Por Vinícius Martins @cinemarcante 


Quando escrevi a crítica de ‘Liga da Justiça’, em novembro de 2017, classifiquei o filme como uma barulhenta ópera indefinida - e minha opinião sobre ele não mudou, mesmo após quase quatro anos. Apesar de ter dado uma nota até generosa na ocasião (afinal, eu o considerei bacana a despeito de seus inúmeros defeitos e de seguir uma cartilha que o faz ser apenas uma repetição de diversas coisas já vistas no gênero), ainda consigo me lembrar da sensação agridoce e meio surreal de ter assistido o filme errado, ou no mínimo uma versão alternativa daquilo que eu esperava encontrar. No lugar do prometido, encontrei um longa metragem difuso e, por consequência, indeciso, onde toda a problemática prometida anteriormente havia sido ignorada. Hoje em dia o filme continua me parecendo uma obra que não se decide entre ser “um filme sério que tenta ser engraçado” ou “um filme engraçado que tenta ser sério”, muito embora eu reconheça algumas qualidades nele - tais como a belíssima sequência dos créditos iniciais, onde mostra-se a sociedade pós-Superman ao som de ‘Everybody Knows’, canção clássica de Leonard Cohen interpretada pela voz da multi talentosa cantora Sigrid. E em meio a enxurrada de novas revelações sobre os percalços de sua produção conturbada, o ‘Liga da Josstiça’ (como passou a ser chamado o filme finalizado por Joss Whedon) agora é desconsiderado do cânone oficial. Contudo, hoje vamos comentar algumas diferenças entre os materiais e explicar como a versão do diretor conserta todo o universo compartilhado da DC nos cinemas, desfazendo algumas contradições que o filme de 2017 colocou na cronologia dos heróis.

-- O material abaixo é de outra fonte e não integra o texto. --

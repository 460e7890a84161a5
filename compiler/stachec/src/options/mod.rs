//! Options shared by the `lex` and `check` commands.
//!
//! ```text
//! stache lex page.mustache --delimiters=<%,%> --name=page
//! ```

use stache_lexer::{DelimiterPair, TemplateId, TokenizerConfig};

/// Parsed arguments of a tokenizing command.
#[derive(Clone, Debug, PartialEq, Eq)]
pub struct CliOptions {
    /// Template file to read.
    pub path: String,
    /// Tokenizer settings, including any `--delimiters` override.
    pub config: TokenizerConfig,
    /// Identifier from `--name`, if given.
    pub name: Option<String>,
}

impl CliOptions {
    /// The identifier reported in diagnostics: `--name`, else the path.
    pub fn template_id(&self) -> TemplateId {
        TemplateId::new(self.name.as_deref().unwrap_or(&self.path))
    }
}

/// A command line that could not be turned into [`CliOptions`].
#[derive(Clone, Debug, PartialEq, Eq, thiserror::Error)]
pub enum OptionError {
    #[error("missing template path")]
    MissingPath,
    #[error("unexpected argument '{0}'")]
    UnexpectedArgument(String),
    #[error("unknown option '{0}'")]
    UnknownOption(String),
    #[error("invalid delimiters '{0}': expected two non-empty markers separated by a comma, e.g. --delimiters=<%,%>")]
    InvalidDelimiters(String),
    #[error("empty template name")]
    EmptyName,
}

/// Parse the arguments that follow the command name.
///
/// Flags may appear before or after the path.
pub fn parse_options(args: &[String]) -> Result<CliOptions, OptionError> {
    let mut path = None;
    let mut config = TokenizerConfig::default();
    let mut name = None;

    for arg in args {
        if let Some(value) = arg.strip_prefix("--delimiters=") {
            config = config.with_delimiters(parse_delimiters(value)?);
        } else if let Some(value) = arg.strip_prefix("--name=") {
            if value.is_empty() {
                return Err(OptionError::EmptyName);
            }
            name = Some(value.to_owned());
        } else if arg.starts_with('-') && arg != "-" {
            return Err(OptionError::UnknownOption(arg.clone()));
        } else if path.is_none() {
            path = Some(arg.clone());
        } else {
            return Err(OptionError::UnexpectedArgument(arg.clone()));
        }
    }

    let path = path.ok_or(OptionError::MissingPath)?;
    Ok(CliOptions { path, config, name })
}

fn parse_delimiters(value: &str) -> Result<DelimiterPair, OptionError> {
    let invalid = || OptionError::InvalidDelimiters(value.to_owned());
    let (open, close) = value.split_once(',').ok_or_else(invalid)?;
    if open.contains(char::is_whitespace) || close.contains(char::is_whitespace) {
        return Err(invalid());
    }
    DelimiterPair::new(open, close).ok_or_else(invalid)
}

#[cfg(test)]
#[allow(clippy::unwrap_used, clippy::expect_used)]
mod tests;
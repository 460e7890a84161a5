use super::*;
use pretty_assertions::assert_eq;

fn args(list: &[&str]) -> Vec<String> {
    list.iter().map(|s| (*s).to_owned()).collect()
}

fn delimiters(open: &str, close: &str) -> DelimiterPair {
    DelimiterPair::new(open, close).unwrap_or_else(|| panic!("valid pair {open} {close}"))
}

#[test]
fn path_only_uses_defaults() {
    let options = parse_options(&args(&["page.mustache"])).unwrap();
    assert_eq!(
        options,
        CliOptions {
            path: "page.mustache".to_owned(),
            config: TokenizerConfig::default(),
            name: None,
        }
    );
    assert_eq!(options.template_id(), TemplateId::new("page.mustache"));
}

#[test]
fn flags_before_and_after_path() {
    let options =
        parse_options(&args(&["--delimiters=<%,%>", "page.mustache", "--name=page"])).unwrap();
    assert_eq!(options.path, "page.mustache");
    assert_eq!(options.config.delimiters, delimiters("<%", "%>"));
    assert_eq!(options.template_id(), TemplateId::new("page"));
}

#[test]
fn later_delimiters_win() {
    let options =
        parse_options(&args(&["a", "--delimiters=<%,%>", "--delimiters=[[,]]"])).unwrap();
    assert_eq!(options.config.delimiters, delimiters("[[", "]]"));
}

#[test]
fn dash_is_a_path() {
    let options = parse_options(&args(&["-"])).unwrap();
    assert_eq!(options.path, "-");
}

#[test]
fn errors() {
    assert_eq!(parse_options(&[]), Err(OptionError::MissingPath));
    assert_eq!(
        parse_options(&args(&["--name=x"])),
        Err(OptionError::MissingPath)
    );
    assert_eq!(
        parse_options(&args(&["a", "b"])),
        Err(OptionError::UnexpectedArgument("b".to_owned()))
    );
    assert_eq!(
        parse_options(&args(&["a", "--verbose"])),
        Err(OptionError::UnknownOption("--verbose".to_owned()))
    );
    assert_eq!(
        parse_options(&args(&["a", "--name="])),
        Err(OptionError::EmptyName)
    );
}

#[test]
fn invalid_delimiters() {
    for value in ["<%", ",%>", "<%,", "<% ,%>", ""] {
        assert_eq!(
            parse_options(&args(&["a", &format!("--delimiters={value}")])),
            Err(OptionError::InvalidDelimiters(value.to_owned())),
            "value {value:?}"
        );
    }
}

#[test]
fn error_messages() {
    assert_eq!(
        OptionError::UnknownOption("--x".to_owned()).to_string(),
        "unknown option '--x'"
    );
    assert_eq!(OptionError::MissingPath.to_string(), "missing template path");
}
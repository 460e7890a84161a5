//! stache CLI
//!
//! Tokenize, validate and explain Mustache templates.

use stachec::commands::{check_file, explain_error, lex_file, list_error_codes};
use stachec::{init_tracing, parse_options, CliOptions};

fn main() {
    init_tracing();

    let args: Vec<String> = std::env::args().collect();

    if args.len() < 2 {
        print_usage();
        return;
    }

    let command = &args[1];

    match command.as_str() {
        "lex" => lex_file(&options_or_exit("lex", &args[2..])),
        "check" => check_file(&options_or_exit("check", &args[2..])),
        "--explain" | "explain" => {
            if args.len() < 3 {
                list_error_codes();
                return;
            }
            explain_error(&args[2]);
        }
        "help" | "--help" | "-h" => {
            print_usage();
        }
        "version" | "--version" | "-V" => {
            println!("stache {}", env!("CARGO_PKG_VERSION"));
        }
        _ => {
            eprintln!("Unknown command: {command}");
            eprintln!();
            print_usage();
            std::process::exit(1);
        }
    }
}

fn options_or_exit(command: &str, args: &[String]) -> CliOptions {
    match parse_options(args) {
        Ok(options) => options,
        Err(e) => {
            eprintln!("error: {e}");
            eprintln!("Usage: stache {command} <file> [--delimiters=OPEN,CLOSE] [--name=ID]");
            std::process::exit(1);
        }
    }
}

fn print_usage() {
    println!("stache: Mustache template tokenizer");
    println!();
    println!("Usage: stache <command> [options]");
    println!();
    println!("Commands:");
    println!("  lex <file>           Tokenize and print one token per line");
    println!("  check <file>         Validate a template and print its token count");
    println!("  explain [code]       Explain an error code (e.g., E0001), or list all codes");
    println!("  help                 Show this help message");
    println!("  version              Show version information");
    println!();
    println!("Options (lex, check):");
    println!("  --delimiters=O,C     Start with O and C as tag markers (default: {{{{,}}}})");
    println!("  --name=ID            Template name used in errors (default: the file path)");
    println!();
    println!("Use '-' as the file to read standard input.");
    println!("Set RUST_LOG=stache_lexer=trace to log every token; add STACHE_LOG_TREE=1 for a tree view.");
}
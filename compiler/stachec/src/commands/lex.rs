//! The `lex` command: print the token stream of a template.

use std::io::{self, Write};

use stache_lexer::{ScanOutcome, Token, TokenizeError, Tokenizer, TokenizerDelegate};
use tracing::debug;

use super::{fail, read_file, CommandError};
use crate::CliOptions;

/// Writes each token on its own line as it arrives.
struct TokenPrinter<W> {
    out: W,
    count: usize,
    io_error: Option<io::Error>,
    error: Option<TokenizeError>,
}

impl<W: Write> TokenizerDelegate for TokenPrinter<W> {
    fn on_token(&mut self, token: Token) -> bool {
        match writeln!(self.out, "{token}") {
            Ok(()) => {
                self.count += 1;
                true
            }
            Err(e) => {
                // A closed pipe ends the scan; there is nobody left to read.
                self.io_error = Some(e);
                false
            }
        }
    }

    fn on_tokenize_error(&mut self, error: TokenizeError) {
        self.error = Some(error);
    }
}

/// Tokenize `template` and write one `line:start..end Kind payload` line
/// per token to `out`.
///
/// Tokens before a syntax error are written before the error is returned.
/// Returns the number of tokens written.
pub fn write_tokens<W: Write>(
    out: W,
    template: &str,
    options: &CliOptions,
) -> Result<usize, CommandError> {
    let mut printer = TokenPrinter {
        out,
        count: 0,
        io_error: None,
        error: None,
    };
    let outcome = Tokenizer::new(options.config.clone()).scan(
        template,
        &options.template_id(),
        &mut printer,
    );
    debug!(?outcome, tokens = printer.count, "lex finished");

    match outcome {
        ScanOutcome::Completed => {
            printer.out.flush()?;
            Ok(printer.count)
        }
        ScanOutcome::Stopped => Err(printer
            .io_error
            .unwrap_or_else(|| io::ErrorKind::BrokenPipe.into())
            .into()),
        ScanOutcome::Failed => {
            printer.out.flush()?;
            match printer.error {
                Some(error) => Err(error.into()),
                None => Ok(printer.count),
            }
        }
    }
}

/// Lex a file and print its tokens to stdout.
pub fn lex_file(options: &CliOptions) {
    let content = read_file(&options.path);
    let stdout = io::stdout().lock();
    if let Err(error) = write_tokens(stdout, &content, options) {
        fail(&error);
    }
}
//! Error codes for template diagnostics.
//!
//! Every syntax error the tokenizer reports carries a stable code (`E0001`…)
//! so that messages can be searched and explained with `stache explain`.

mod error_code;
pub mod errors;

pub use error_code::ErrorCode;
pub use errors::ErrorDocs;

Antes de continuarmos, porém, fica aqui o aviso de spoilers.

Clique aqui para ler a crítica de ‘Liga da Justiça’, de 2017

Clique aqui para ler a crítica de ‘Liga da Justiça de Zack Snyder’, de 2021


⧫ O FORMATO DA TELA


‘Liga da Justiça’ é um filme velho, e a edição do diretor parece saber disso; ao optar em assumir um formato de tela retrô, como os antigos filmes da era dos primórdios da indústria, Zack Snyder procura provocar um distanciamento visual da obra quasímoda de 2017. As dimensões de tela que estamos habituados a ver, tanto em casa quanto no cinema, são a widescreen 16:9 (1:77:1) e a scope 21:9 (2:33:1), que também é conhecida como widescreen anamórfico. As exibições em IMAX são as mais abertas, geralmente em 16:9 ou até maiores, mas as versões mais usuais dos filmes vem sempre com aquelas tarjas pretas nos lados superior e inferior da tela. ‘O Homem de Aço’ (2013) e ‘Batman vs Superman: A Origem da Justiça’ (2016) são filmes com o formato anamórfico, e ‘Liga da Justiça’ de 2017 assumiu a tela cheia de 16:9 até mesmo em seu formato de home-video. O Snyder Cut, por outro lado, segue por uma linha diferente. Para a realização do filme, o diretor Zack Snyder escolheu colocar tarjas laterais, mas não para cortar o filme, não; na verdade, foi para mostrar mais informações, verticalmente.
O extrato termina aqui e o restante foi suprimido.